To the rear runs a lane which originally connected Victoria Road with the Nuns Close Car Park.

From time immemorial, this lane has been used by a modest amount of residential and, for the shop, commercial traffic. For at least 30 years, it has also counted among its regular foot users the local ward councillor, Linda Curran.

Earlier this year, Richmondshire council caused the lane to be closed to vehicular traffic by the erection of a set of bollards.

The only person seriously impeded by this is myself. I have no car, but free access to the rear of my house is imperative, not only for workmen attending to its fabric and for the future possible operation of the shop, but also for professional visitors including van drivers from the University of Newcastle to which I am donating some 20,000 books.

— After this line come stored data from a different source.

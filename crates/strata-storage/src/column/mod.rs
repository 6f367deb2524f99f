//! Typed columns.
//!
//! Every column is a sequence backed by a [`BpTree`]: a single leaf while the
//! column is small, an inner root once the leaf splits. Erasing elements can
//! collapse the tree back into a leaf.
//!
//! ```text
//!            BpTree<L>
//!               |
//!      +--------+---------+
//!      |                  |
//!  Root::Leaf(L)    Root::Inner(Array)
//!                     /    |    \
//!                    L     L     L
//! ```

mod basic;
mod binary;
mod index;
mod int;
mod link;
mod string;
mod string_enum;
mod subtable;

pub use basic::{BasicColumn, DoubleColumn, FloatColumn};
pub use binary::BinaryColumn;
pub use index::StringIndex;
pub use int::IntColumn;
pub use link::{LinkColumn, LinkListColumn, RefLeaf};
pub use string::StringColumn;
pub use string_enum::StringEnumColumn;
pub use subtable::SubtableColumn;

use std::marker::PhantomData;
use std::sync::Arc;

use strata_alloc::{Allocator, MemRef};
use strata_common::{Ref, Result, NPOS};

use crate::array::{destroy_deep_ref, Array};
use crate::bptree::{
    bptree_leaf_insert, introduce_new_bptree_root, is_inner_bptree_ref, EraseHandler, LeafArray,
    NodeInfo, TreeInsert, UpdateHandler,
};
use crate::write::ArrayWriter;

enum Root<L> {
    Leaf(L),
    Inner(Array),
}

// ============================================================================
// BpTree
// ============================================================================

/// A sequence of leaf values, stored in a single leaf or a B+-tree.
pub struct BpTree<L: LeafArray> {
    alloc: Arc<dyn Allocator>,
    root: Root<L>,
    max_node_size: usize,
}

impl<L: LeafArray> BpTree<L> {
    /// Creates an empty tree (a single empty leaf).
    pub fn create(alloc: &Arc<dyn Allocator>, max_node_size: usize) -> Result<Self> {
        debug_assert!(max_node_size >= 2);
        Ok(Self {
            alloc: Arc::clone(alloc),
            root: Root::Leaf(L::create_leaf(alloc)?),
            max_node_size,
        })
    }

    /// Attaches to the tree rooted at `ref_`.
    pub fn from_ref(alloc: &Arc<dyn Allocator>, ref_: Ref, max_node_size: usize) -> Self {
        let mem = MemRef::from_ref(alloc.as_ref(), ref_);
        let root = if is_inner_bptree_ref(alloc.as_ref(), ref_) {
            Root::Inner(Array::from_mem(alloc, mem))
        } else {
            Root::Leaf(L::from_mem(alloc, mem))
        };
        Self {
            alloc: Arc::clone(alloc),
            root,
            max_node_size,
        }
    }

    pub fn get_alloc(&self) -> &Arc<dyn Allocator> {
        &self.alloc
    }

    pub fn get_ref(&self) -> Ref {
        match &self.root {
            Root::Leaf(leaf) => leaf.leaf_ref(),
            Root::Inner(root) => root.get_ref(),
        }
    }

    pub fn max_node_size(&self) -> usize {
        self.max_node_size
    }

    /// Returns true while the tree is a single leaf.
    pub fn root_is_leaf(&self) -> bool {
        matches!(self.root, Root::Leaf(_))
    }

    pub fn size(&self) -> usize {
        match &self.root {
            Root::Leaf(leaf) => leaf.leaf_size(),
            Root::Inner(root) => root.get_bptree_size(),
        }
    }

    pub fn is_empty(&self) -> bool {
        self.size() == 0
    }

    pub fn get(&self, ndx: usize) -> L::Value {
        debug_assert!(ndx < self.size());
        match &self.root {
            Root::Leaf(leaf) => leaf.leaf_get(ndx),
            Root::Inner(root) => {
                let (mem, ndx_in_leaf) = root.get_bptree_leaf(ndx);
                L::from_mem(&self.alloc, mem).leaf_get(ndx_in_leaf)
            }
        }
    }

    /// Leaf holding element `ndx`, and the index of its first element.
    pub fn leaf_at(&self, ndx: usize) -> (L, usize) {
        match &self.root {
            Root::Leaf(leaf) => {
                let mem = MemRef::from_ref(self.alloc.as_ref(), leaf.leaf_ref());
                (L::from_mem(&self.alloc, mem), 0)
            }
            Root::Inner(root) => {
                let (mem, ndx_in_leaf) = root.get_bptree_leaf(ndx);
                (L::from_mem(&self.alloc, mem), ndx - ndx_in_leaf)
            }
        }
    }

    pub fn set(&mut self, ndx: usize, value: L::Value) -> Result<()> {
        debug_assert!(ndx < self.size());
        match &mut self.root {
            Root::Leaf(leaf) => leaf.leaf_set(ndx, value),
            Root::Inner(root) => {
                let mut handler = SetElem::<L> {
                    alloc: Arc::clone(&self.alloc),
                    value,
                };
                root.update_bptree_elem(ndx, &mut handler)
            }
        }
    }

    /// Inserts `value` before element `ndx`. `NPOS` or `size()` appends.
    pub fn insert(&mut self, ndx: usize, value: L::Value) -> Result<()> {
        let size = self.size();
        debug_assert!(ndx == NPOS || ndx <= size);
        let append = ndx == NPOS || ndx == size;
        let max = self.max_node_size;
        let mut state = TreeInsert::new(value);
        let sibling = match &mut self.root {
            Root::Leaf(leaf) => {
                let at = if append { NPOS } else { ndx };
                bptree_leaf_insert(leaf, at, &mut state, max, &self.alloc)?
            }
            Root::Inner(root) if append => root.bptree_append::<L>(&mut state, max)?,
            Root::Inner(root) => root.bptree_insert::<L>(ndx, &mut state, max)?,
        };
        if let Some(sibling) = sibling {
            let root = introduce_new_bptree_root(&self.alloc, self.get_ref(), sibling, &state, append)?;
            self.root = Root::Inner(root);
        }
        Ok(())
    }

    pub fn add(&mut self, value: L::Value) -> Result<()> {
        self.insert(NPOS, value)
    }

    /// Removes element `ndx` (`NPOS` = last).
    pub fn erase(&mut self, ndx: usize) -> Result<()> {
        debug_assert!(!self.is_empty());
        let new_root = match &mut self.root {
            Root::Leaf(leaf) => {
                let ndx = if ndx == NPOS { leaf.leaf_size() - 1 } else { ndx };
                leaf.leaf_erase(ndx)?;
                None
            }
            Root::Inner(root) => {
                let mut handler = TreeEraser::<L> {
                    alloc: Arc::clone(&self.alloc),
                    new_root: None,
                };
                root.erase_bptree_elem(ndx, &mut handler)?;
                handler.new_root
            }
        };
        if let Some(root) = new_root {
            self.root = root;
        }
        Ok(())
    }

    /// Frees every node and starts over with an empty leaf.
    pub fn clear(&mut self) -> Result<()> {
        let fresh = L::create_leaf(&self.alloc)?;
        destroy_deep_ref(&self.alloc, self.get_ref());
        self.root = Root::Leaf(fresh);
        Ok(())
    }

    /// Frees every node. The tree must not be used afterwards.
    pub fn destroy(&mut self) {
        match &mut self.root {
            Root::Leaf(leaf) => leaf.leaf_destroy(),
            Root::Inner(root) => root.destroy_deep(),
        }
    }

    /// Calls `f(leaf, offset)` for every leaf holding elements at or after
    /// `start`. Returns false if `f` stopped the walk.
    pub fn visit_leaves(&self, start: usize, mut f: impl FnMut(&L, usize) -> bool) -> bool {
        match &self.root {
            Root::Leaf(leaf) => start >= leaf.leaf_size() || f(leaf, 0),
            Root::Inner(root) => {
                let alloc = &self.alloc;
                root.visit_bptree_leaves(start, &mut |info: &NodeInfo| {
                    let leaf = L::from_mem(alloc, info.mem);
                    f(&leaf, info.offset)
                })
            }
        }
    }

    /// Runs `f` on every leaf, patching relocated nodes.
    pub fn update_leaves(&mut self, mut f: impl FnMut(&mut L) -> Result<()>) -> Result<()> {
        match &mut self.root {
            Root::Leaf(leaf) => f(leaf),
            Root::Inner(root) => {
                let mut handler = LeafUpdate::<L, _> {
                    alloc: Arc::clone(&self.alloc),
                    f: &mut f,
                    _marker: PhantomData,
                };
                root.update_bptree_leaves(&mut handler)
            }
        }
    }

    /// Writes every node of the tree and returns the new root position.
    pub fn write(&self, writer: &mut dyn ArrayWriter) -> Result<Ref> {
        Array::from_ref(&self.alloc, self.get_ref()).write(writer, true)
    }

    /// Checks the tree's structural invariants. Panics on violation.
    pub fn verify(&self) {
        if let Root::Inner(root) = &self.root {
            let alloc = &self.alloc;
            let total = root.verify_bptree(&|mem| L::from_mem(alloc, mem).leaf_size());
            assert_eq!(total, self.size());
        }
    }
}

// ============================================================================
// Handlers
// ============================================================================

struct SetElem<L: LeafArray> {
    alloc: Arc<dyn Allocator>,
    value: L::Value,
}

impl<L: LeafArray> UpdateHandler for SetElem<L> {
    fn update(&mut self, leaf: MemRef, parent: &mut Array, ndx_in_parent: usize, elem_ndx: usize) -> Result<()> {
        let mut leaf = L::from_mem(&self.alloc, leaf);
        leaf.set_ndx_in_parent(ndx_in_parent);
        leaf.leaf_set(elem_ndx, self.value.clone())?;
        leaf.update_parent(parent)
    }
}

struct LeafUpdate<'f, L, F> {
    alloc: Arc<dyn Allocator>,
    f: &'f mut F,
    _marker: PhantomData<L>,
}

impl<L, F> UpdateHandler for LeafUpdate<'_, L, F>
where
    L: LeafArray,
    F: FnMut(&mut L) -> Result<()>,
{
    fn update(&mut self, leaf: MemRef, parent: &mut Array, ndx_in_parent: usize, _elem: usize) -> Result<()> {
        let mut leaf = L::from_mem(&self.alloc, leaf);
        leaf.set_ndx_in_parent(ndx_in_parent);
        (self.f)(&mut leaf)?;
        leaf.update_parent(parent)
    }
}

struct TreeEraser<L> {
    alloc: Arc<dyn Allocator>,
    new_root: Option<Root<L>>,
}

impl<L: LeafArray> EraseHandler for TreeEraser<L> {
    fn erase_leaf_elem(&mut self, leaf: MemRef, parent: &mut Array, ndx_in_parent: usize, elem_ndx: usize) -> Result<bool> {
        let mut leaf = L::from_mem(&self.alloc, leaf);
        leaf.set_ndx_in_parent(ndx_in_parent);
        let size = leaf.leaf_size();
        if size == 1 {
            return Ok(true);
        }
        let ndx = if elem_ndx == NPOS { size - 1 } else { elem_ndx };
        leaf.leaf_erase(ndx)?;
        leaf.update_parent(parent)?;
        Ok(false)
    }

    fn destroy_leaf(&mut self, leaf: MemRef) {
        L::from_mem(&self.alloc, leaf).leaf_destroy();
    }

    fn replace_root_by_leaf(&mut self, leaf: MemRef) {
        self.new_root = Some(Root::Leaf(L::from_mem(&self.alloc, leaf)));
    }

    fn replace_root_by_empty_leaf(&mut self) -> Result<()> {
        self.new_root = Some(Root::Leaf(L::create_leaf(&self.alloc)?));
        Ok(())
    }

    fn replace_root_by_inner(&mut self, inner: MemRef) {
        self.new_root = Some(Root::Inner(Array::from_mem(&self.alloc, inner)));
    }
}

// ============================================================================
// LeafCursor
// ============================================================================

/// Sequential reader that keeps the most recently used leaf.
///
/// A cursor is only valid while the tree it reads is not modified.
#[derive(Clone)]
pub struct LeafCursor<L: LeafArray> {
    cached: Option<(L, usize, usize)>,
}

impl<L: LeafArray> Default for LeafCursor<L> {
    fn default() -> Self {
        Self { cached: None }
    }
}

impl<L: LeafArray> LeafCursor<L> {
    pub fn new() -> Self {
        Self::default()
    }

    /// Leaf holding element `ndx` and the index of its first element.
    pub fn leaf_for(&mut self, tree: &BpTree<L>, ndx: usize) -> (&L, usize) {
        let cached = match self.cached.take() {
            Some(c) if c.1 <= ndx && ndx < c.2 => c,
            _ => {
                let (leaf, start) = tree.leaf_at(ndx);
                let end = start + leaf.leaf_size();
                (leaf, start, end)
            }
        };
        let cached = self.cached.insert(cached);
        (&cached.0, cached.1)
    }

    /// One past the last element of the cached leaf.
    pub fn leaf_end(&self) -> usize {
        self.cached.as_ref().map_or(0, |c| c.2)
    }

    pub fn get(&mut self, tree: &BpTree<L>, ndx: usize) -> L::Value {
        let (leaf, start) = self.leaf_for(tree, ndx);
        leaf.leaf_get(ndx - start)
    }

    /// Drops the cached leaf.
    pub fn reset(&mut self) {
        self.cached = None;
    }
}

#[cfg(test)]
mod tests {
    use super::*;
    use crate::array_binary::ArrayBinary;
    use strata_alloc::SlabAlloc;
    use strata_common::StorageConfig;

    fn alloc() -> Arc<dyn Allocator> {
        Arc::new(SlabAlloc::new(StorageConfig::default()))
    }

    #[test]
    fn test_tree_grows_and_collapses() {
        let alloc = alloc();
        let mut tree = BpTree::<Array>::create(&alloc, 4).unwrap();
        for i in 0..50 {
            tree.add(i).unwrap();
        }
        assert!(!tree.root_is_leaf());
        tree.verify();
        tree.insert(10, -1).unwrap();
        assert_eq!(tree.get(10), -1);
        assert_eq!(tree.get(11), 10);
        tree.set(30, 999).unwrap();
        assert_eq!(tree.get(30), 999);

        while tree.size() > 3 {
            tree.erase(0).unwrap();
            tree.verify();
        }
        assert_eq!((0..3).map(|i| tree.get(i)).collect::<Vec<_>>(), vec![47, 48, 49]);

        // Sibling leaves never merge, so the root only collapses once a
        // single leaf is left.
        while tree.size() > 1 {
            tree.erase(0).unwrap();
            tree.verify();
        }
        assert!(tree.root_is_leaf());
        assert_eq!(tree.get(0), 49);
        tree.add(50).unwrap();
        assert_eq!((tree.get(0), tree.get(1)), (49, 50));
    }

    #[test]
    fn test_leaf_at_reports_leaf_start() {
        let alloc = alloc();
        let mut tree = BpTree::<Array>::create(&alloc, 5).unwrap();
        for i in 0..23 {
            tree.add(i).unwrap();
        }
        for ndx in 0..23 {
            let (leaf, start) = tree.leaf_at(ndx);
            assert!(start <= ndx && ndx < start + leaf.size());
            assert_eq!(leaf.get(ndx - start), ndx as i64);
        }
    }

    #[test]
    fn test_cursor_matches_get() {
        let alloc = alloc();
        let mut tree = BpTree::<ArrayBinary>::create(&alloc, 3).unwrap();
        for i in 0..20u8 {
            tree.add(vec![i; i as usize]).unwrap();
        }
        let mut cursor = LeafCursor::new();
        for ndx in (0..20).chain((0..20).rev()) {
            assert_eq!(cursor.get(&tree, ndx), tree.get(ndx));
        }
    }

    #[test]
    fn test_update_leaves_and_visit() {
        let alloc = alloc();
        let mut tree = BpTree::<Array>::create(&alloc, 4).unwrap();
        for i in 0..30 {
            tree.add(i).unwrap();
        }
        tree.update_leaves(|leaf| {
            let n = leaf.size();
            leaf.adjust_range(0, n, 100)
        })
        .unwrap();
        let mut seen = Vec::new();
        tree.visit_leaves(0, |leaf, offset| {
            for i in 0..leaf.size() {
                seen.push((offset + i, leaf.get(i)));
            }
            true
        });
        assert_eq!(seen.len(), 30);
        assert!(seen.iter().all(|&(i, v)| v == i as i64 + 100));
    }

    #[test]
    fn test_clear_releases_nodes() {
        let slab = Arc::new(SlabAlloc::new(StorageConfig::default()));
        let alloc: Arc<dyn Allocator> = slab.clone();
        let mut tree = BpTree::<Array>::create(&alloc, 4).unwrap();
        for i in 0..100 {
            tree.add(i * 1000).unwrap();
        }
        tree.clear().unwrap();
        assert!(tree.is_empty());
        tree.destroy();
        assert!(slab.is_all_free());
    }
}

The council’s action raises the more fundamental issue of the uninhibited power of unelected public servants.

When these servants were questioned as to the reasons for their action they asserted that there was a danger to pedestrians when drivers into the lane might reverse out into the highway. When further questioned as to the evidence for such accidents occurring over, say, the last 50 years, none could be cited.

When it was then pointed out that such lack of evidence hardly justified the exercise of force majeure, Cllr Curran joined the officials’ bland answer that an accident might happen.

Very well. If that is an acceptable reason (though it is hardly a reason at all) then logic demands that it is applied consistently. An analysis must be made of all the local areas where pedestrians may be, however slightly, endangered by reversing drivers and then bollards must be erected to prevent it.

A good example is the council’s pay-and-display car park on the south side of Victoria Road where cars regularly drive in to park and then reverse out across a very busy footway. Or Darlington Road where at 8am the cars reverse from the houses as children are going to school. Bollard the lot of them!

By regarding such suggestions as frivolous, the council tacitly admits that it is easy to abridge the historic rights of one or two ratepayers while ignoring the corollary that what “might happen” in this lane might just as easily happen in a dozen other locations too.

Amid all their current claims of financial hardship, the councillors have spent nigh on £2,000 of ratepayers’ money on this irrational exercise.